Provide an exact reproduction of every entry.

[Source records]

_ _ _ _ _

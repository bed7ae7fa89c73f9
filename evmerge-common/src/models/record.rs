//! Raw source records and the canonical normalized record

use serde::{Deserialize, Serialize};
use serde_json::{Map, Value};

/// Field names each canonical field resolves from, in lookup order.
///
/// The first name is the column used by the published source files, the
/// second is the canonical snake_case name.
pub mod fields {
    pub const YEAR: &[&str] = &["YEAR", "year"];
    pub const MAKE: &[&str] = &["Make", "make"];
    pub const MODEL: &[&str] = &["Model", "model"];
    pub const SIZE: &[&str] = &["Size", "size"];
    pub const TYPE: &[&str] = &["TYPE", "type"];

    pub const KW: &[&str] = &["(kW)", "kw"];
    pub const CITY_KWH: &[&str] = &["CITY (kWh/100 km)", "city_kWh"];
    pub const HWY_KWH: &[&str] = &["HWY (kWh/100 km)", "hwy_kWh"];
    pub const COMB_KWH: &[&str] = &["COMB (kWh/100 km)", "comb_kWh"];
    pub const CITY_LE: &[&str] = &["CITY (Le/100 km)", "city_le"];
    pub const HWY_LE: &[&str] = &["HWY (Le/100 km)", "hwy_le"];
    pub const COMB_LE: &[&str] = &["COMB (Le/100 km)", "comb_le"];
    pub const G_PER_KM: &[&str] = &["(g/km)", "g_per_km"];
    pub const RATING: &[&str] = &["RATING", "rating"];
    pub const KM: &[&str] = &["(km)", "km"];
    pub const TIME_H: &[&str] = &["TIME (h)", "time_h"];
}

/// An unvalidated record in its originating source's field layout
#[derive(Debug, Clone, Default, PartialEq, Serialize, Deserialize)]
#[serde(transparent)]
pub struct RawRecord(Map<String, Value>);

impl RawRecord {
    pub fn get(&self, key: &str) -> Option<&Value> {
        self.0.get(key)
    }

    pub fn len(&self) -> usize {
        self.0.len()
    }

    pub fn is_empty(&self) -> bool {
        self.0.is_empty()
    }

    /// First non-null value among `names`
    pub fn lookup(&self, names: &[&str]) -> Option<&Value> {
        names
            .iter()
            .filter_map(|name| self.0.get(*name))
            .find(|value| !value.is_null())
    }

    /// Field coerced to an integer.
    ///
    /// Accepts integers, integral floats and strings holding either.
    pub fn integer(&self, names: &[&str]) -> Option<i64> {
        match self.lookup(names)? {
            Value::Number(n) => n.as_i64().or_else(|| n.as_f64().and_then(integral)),
            Value::String(s) => {
                let s = s.trim();
                s.parse::<i64>()
                    .ok()
                    .or_else(|| s.parse::<f64>().ok().and_then(integral))
            }
            _ => None,
        }
    }

    /// Field coerced to a finite float
    pub fn number(&self, names: &[&str]) -> Option<f64> {
        let value = match self.lookup(names)? {
            Value::Number(n) => n.as_f64(),
            Value::String(s) => s.trim().parse::<f64>().ok(),
            _ => None,
        }?;
        value.is_finite().then_some(value)
    }

    /// Field coerced to text; numbers render without a trailing `.0`
    pub fn text(&self, names: &[&str]) -> Option<String> {
        match self.lookup(names)? {
            Value::String(s) => Some(s.clone()),
            Value::Number(n) => match n.as_i64() {
                Some(i) => Some(i.to_string()),
                None => n
                    .as_f64()
                    .map(|f| integral(f).map(|i| i.to_string()).unwrap_or_else(|| f.to_string())),
            },
            _ => None,
        }
    }
}

fn integral(f: f64) -> Option<i64> {
    (f.is_finite() && f.fract() == 0.0 && f.abs() < i64::MAX as f64).then_some(f as i64)
}

impl From<Map<String, Value>> for RawRecord {
    fn from(map: Map<String, Value>) -> Self {
        Self(map)
    }
}

impl FromIterator<(String, Value)> for RawRecord {
    fn from_iter<I: IntoIterator<Item = (String, Value)>>(iter: I) -> Self {
        Self(iter.into_iter().collect())
    }
}

/// Canonical, validated vehicle record persisted per task
///
/// Optional fields serialize as `null` when unset.
#[derive(Debug, Clone, PartialEq, Serialize, Deserialize)]
pub struct NormalizedRecord {
    pub year: i64,
    pub make: String,
    pub model: String,
    pub size: String,
    #[serde(rename = "type")]
    pub vehicle_type: String,

    /// Motor power (kW)
    pub kw: Option<f64>,

    #[serde(rename = "city_kWh")]
    pub city_kwh: Option<f64>,
    #[serde(rename = "hwy_kWh")]
    pub hwy_kwh: Option<f64>,
    #[serde(rename = "comb_kWh")]
    pub comb_kwh: Option<f64>,

    /// Litres-equivalent per 100 km
    pub city_le: Option<f64>,
    pub hwy_le: Option<f64>,
    pub comb_le: Option<f64>,

    /// CO2 emissions rate
    pub g_per_km: Option<f64>,
    pub rating: Option<String>,

    /// Range
    pub km: Option<i64>,
    /// Charge time
    pub time_h: Option<f64>,
}

#[cfg(test)]
mod tests {
    use super::*;
    use serde_json::json;

    fn record(value: Value) -> RawRecord {
        match value {
            Value::Object(map) => RawRecord::from(map),
            _ => panic!("fixture must be an object"),
        }
    }

    #[test]
    fn test_lookup_skips_null_and_uses_alias() {
        let r = record(json!({"YEAR": null, "year": 2021}));
        assert_eq!(r.integer(fields::YEAR), Some(2021));
    }

    #[test]
    fn test_integer_coercion() {
        assert_eq!(record(json!({"YEAR": 2020.0})).integer(fields::YEAR), Some(2020));
        assert_eq!(record(json!({"YEAR": " 2019 "})).integer(fields::YEAR), Some(2019));
        assert_eq!(record(json!({"YEAR": 2020.5})).integer(fields::YEAR), None);
        assert_eq!(record(json!({"YEAR": "new"})).integer(fields::YEAR), None);
        assert_eq!(record(json!({"YEAR": true})).integer(fields::YEAR), None);
    }

    #[test]
    fn test_text_renders_numbers() {
        assert_eq!(record(json!({"RATING": 10})).text(fields::RATING).as_deref(), Some("10"));
        assert_eq!(record(json!({"RATING": 10.0})).text(fields::RATING).as_deref(), Some("10"));
        assert_eq!(record(json!({"RATING": 7.5})).text(fields::RATING).as_deref(), Some("7.5"));
        assert_eq!(record(json!({"RATING": "n/a"})).text(fields::RATING).as_deref(), Some("n/a"));
    }

    #[test]
    fn test_number_from_string() {
        let r = record(json!({"(kW)": "150.5", "(g/km)": "abc"}));
        assert_eq!(r.number(fields::KW), Some(150.5));
        assert_eq!(r.number(fields::G_PER_KM), None);
    }

    #[test]
    fn test_unset_fields_serialize_as_null() {
        let rec = NormalizedRecord {
            year: 2021,
            make: "Tesla".into(),
            model: "Model 3".into(),
            size: "Mid-size".into(),
            vehicle_type: "BEV".into(),
            kw: None,
            city_kwh: Some(15.2),
            hwy_kwh: None,
            comb_kwh: None,
            city_le: None,
            hwy_le: None,
            comb_le: None,
            g_per_km: None,
            rating: None,
            km: Some(423),
            time_h: None,
        };

        let json = serde_json::to_value(&rec).unwrap();
        assert_eq!(json["type"], "BEV");
        assert_eq!(json["city_kWh"], 15.2);
        assert!(json.get("kw").is_some_and(Value::is_null));
        assert!(json.get("time_h").is_some_and(Value::is_null));
    }
}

_ _ _ _ _

Answer box:
repository bed7ae7fa89c73f9
filename evmerge-common/src/models/record.rs
//! Raw source records and the canonical normalized record

use serde::{Deserialize, Serialize};
use serde_json::{Map, Value};

/// Field names each canonical field resolves from, in lookup order.
///
/// The first name is the column used by the published source files, the
/// second is the canonical snake_case name.
pub mod fields {
    pub const YEAR: &[&str] = &["YEAR", "year"];
    pub const MAKE: &[&str] = &["Make", "make"];
    pub const MODEL: &[&str] = &["Model", "model"];
    pub const SIZE: &[&str] = &["Size", "size"];
    pub const TYPE: &[&str] = &["TYPE", "type"];

    pub const KW: &[&str] = &["(kW)", "kw"];
    pub const CITY_KWH: &[&str] = &["CITY (kWh/100 km)", "city_kWh"];
    pub const HWY_KWH: &[&str] = &["HWY (kWh/100 km)", "hwy_kWh"];
    pub const COMB_KWH: &[&str] = &["COMB (kWh/100 km)", "comb_kWh"];
    pub const CITY_LE: &[&str] = &["CITY (Le/100 km)", "city_le"];
    pub const HWY_LE: &[&str] = &["HWY (Le/100 km)", "hwy_le"];
    pub const COMB_LE: &[&str] = &["COMB (Le/100 km)", "comb_le"];
    pub const G_PER_KM: &[&str] = &["(g/km)", "g_per_km"];
    pub const RATING: &[&str] = &["RATING", "rating"];
    pub const KM: &[&str] = &["(km)", "km"];
    pub const TIME_H: &[&str] = &["TIME (h)", "time_h"];
}

/// An unvalidated record in its originating source's field layout
#[derive(Debug, Clone, Default, PartialEq, Serialize, Deserialize)]
#[serde(transparent)]
pub struct RawRecord(Map<String, Value>);

impl RawRecord {
    pub fn get(&self, key: &str) -> Option<&Value> {
        self.0.get(key)
    }

    pub fn len(&self) -> usize {
        self.0.len()
    }

    pub fn is_empty(&self) -> bool {
        self.0.is_empty()
    }

    /// First non-null value among `names`
    pub fn lookup(&self, names: &[&str]) -> Option<&Value> {
        names
            .iter()
            .filter_map(|name| self.0.get(*name))
            .find(|value| !value.is_null())
    }

    /// Field coerced to an integer.
    ///
    /// Accepts integers, integral floats and strings holding either.
    pub fn integer(&self, names: &[&str]) -> Option<i64> {
        match self.lookup(names)? {
            Value::Number(n) => n.as_i64().or_else(|| n.as_f64().and_then(integral)),
            Value::String(s) => {
                let s = s.trim();
                s.parse::<i64>()
                    .ok()
                    .or_else(|| s.parse::<f64>().ok().and_then(integral))
            }
            _ => None,
        }
    }

    /// Field coerced to a finite float
    pub fn number(&self, names: &[&str]) -> Option<f64> {
        let value = match self.lookup(names)? {
            Value::Number(n) => n.as_f64(),
            Value::String(s) => s.trim().parse::<f64>().ok(),
            _ => None,
        }?;
        value.is_finite().then_some(value)
    }

    /// Field coerced to text; numbers render without a trailing `.0`
    pub fn text(&self, names: &[&str]) -> Option<String> {
        match self.lookup(names)? {
            Value::String(s) => Some(s.clone()),
            Value::Number(n) => match n.as_i64() {
                Some(i) => Some(i.to_string()),
                None => n
                    .as_f64()
                    .map(|f| integral(f).map(|i| i.to_string()).unwrap_or_else(|| f.to_string())),
            },
            _ => None,
        }
    }
}

fn integral(f: f64) -> Option<i64> {
    (f.is_finite() && f.fract() == 0.0 && f.abs() < i64::MAX as f64).then_some(f as i64)
}

impl From<Map<String, Value>> for RawRecord {
    fn from(map: Map<String, Value>) -> Self {
        Self(map)
    }
}

impl FromIterator<(String, Value)> for RawRecord {
    fn from_iter<I: IntoIterator<Item = (String, Value)>>(iter: I) -> Self {
        Self(iter.into_iter().collect())
    }
}

/// Canonical, validated vehicle record persisted per task
///
/// Optional fields serialize as `null` when unset.
#[derive(Debug, Clone, PartialEq, Serialize, Deserialize)]
pub struct NormalizedRecord {
    pub year: i64,
    pub make: String,
    pub model: String,
    pub size: String,
    #[serde(rename = "type")]
    pub vehicle_type: String,

    /// Motor power (kW)
    pub kw: Option<f64>,

    #[serde(rename = "city_kWh")]
    pub city_kwh: Option<f64>,
    #[serde(rename = "hwy_kWh")]
    pub hwy_kwh: Option<f64>,
    #[serde(rename = "comb_kWh")]
    pub comb_kwh: Option<f64>,

    /// Litres-equivalent per 100 km
    pub city_le: Option<f64>,
    pub hwy_le: Option<f64>,
    pub comb_le: Option<f64>,

    /// CO2 emissions rate
    pub g_per_km: Option<f64>,
    pub rating: Option<String>,

    /// Range
    pub km: Option<i64>,
    /// Charge time
    pub time_h: Option<f64>,
}

#[cfg(test)]
mod tests {
    use super::*;
    use serde_json::json;

    fn record(value: Value) -> RawRecord {
        match value {
            Value::Object(map) => RawRecord::from(map),
            _ => panic!("fixture must be an object"),
        }
    }

    #[test]
    fn test_lookup_skips_null_and_uses_alias() {
        let r = record(json!({"YEAR": null, "year": 2021}));
        assert_eq!(r.integer(fields::YEAR), Some(2021));
    }

    #[test]
    fn test_integer_coercion() {
        assert_eq!(record(json!({"YEAR": 2020.0})).integer(fields::YEAR), Some(2020));
        assert_eq!(record(json!({"YEAR": " 2019 "})).integer(fields::YEAR), Some(2019));
        assert_eq!(record(json!({"YEAR": 2020.5})).integer(fields::YEAR), None);
        assert_eq!(record(json!({"YEAR": "new"})).integer(fields::YEAR), None);
        assert_eq!(record(json!({"YEAR": true})).integer(fields::YEAR), None);
    }

    #[test]
    fn test_text_renders_numbers() {
        assert_eq!(record(json!({"RATING": 10})).text(fields::RATING).as_deref(), Some("10"));
        assert_eq!(record(json!({"RATING": 10.0})).text(fields::RATING).as_deref(), Some("10"));
        assert_eq!(record(json!({"RATING": 7.5})).text(fields::RATING).as_deref(), Some("7.5"));
        assert_eq!(record(json!({"RATING": "n/a"})).text(fields::RATING).as_deref(), Some("n/a"));
    }

    #[test]
    fn test_number_from_string() {
        let r = record(json!({"(kW)": "150.5", "(g/km)": "abc"}));
        assert_eq!(r.number(fields::KW), Some(150.5));
        assert_eq!(r.number(fields::G_PER_KM), None);
    }

    #[test]
    fn test_unset_fields_serialize_as_null() {
        let rec = NormalizedRecord {
            year: 2021,
            make: "Tesla".into(),
            model: "Model 3".into(),
            size: "Mid-size".into(),
            vehicle_type: "BEV".into(),
            kw: None,
            city_kwh: Some(15.2),
            hwy_kwh: None,
            comb_kwh: None,
            city_le: None,
            hwy_le: None,
            comb_le: None,
            g_per_km: None,
            rating: None,
            km: Some(423),
            time_h: None,
        };

        let json = serde_json::to_value(&rec).unwrap();
        assert_eq!(json["type"], "BEV");
        assert_eq!(json["city_kWh"], 15.2);
        assert!(json.get("kw").is_some_and(Value::is_null));
        assert!(json.get("time_h").is_some_and(Value::is_null));
    }
}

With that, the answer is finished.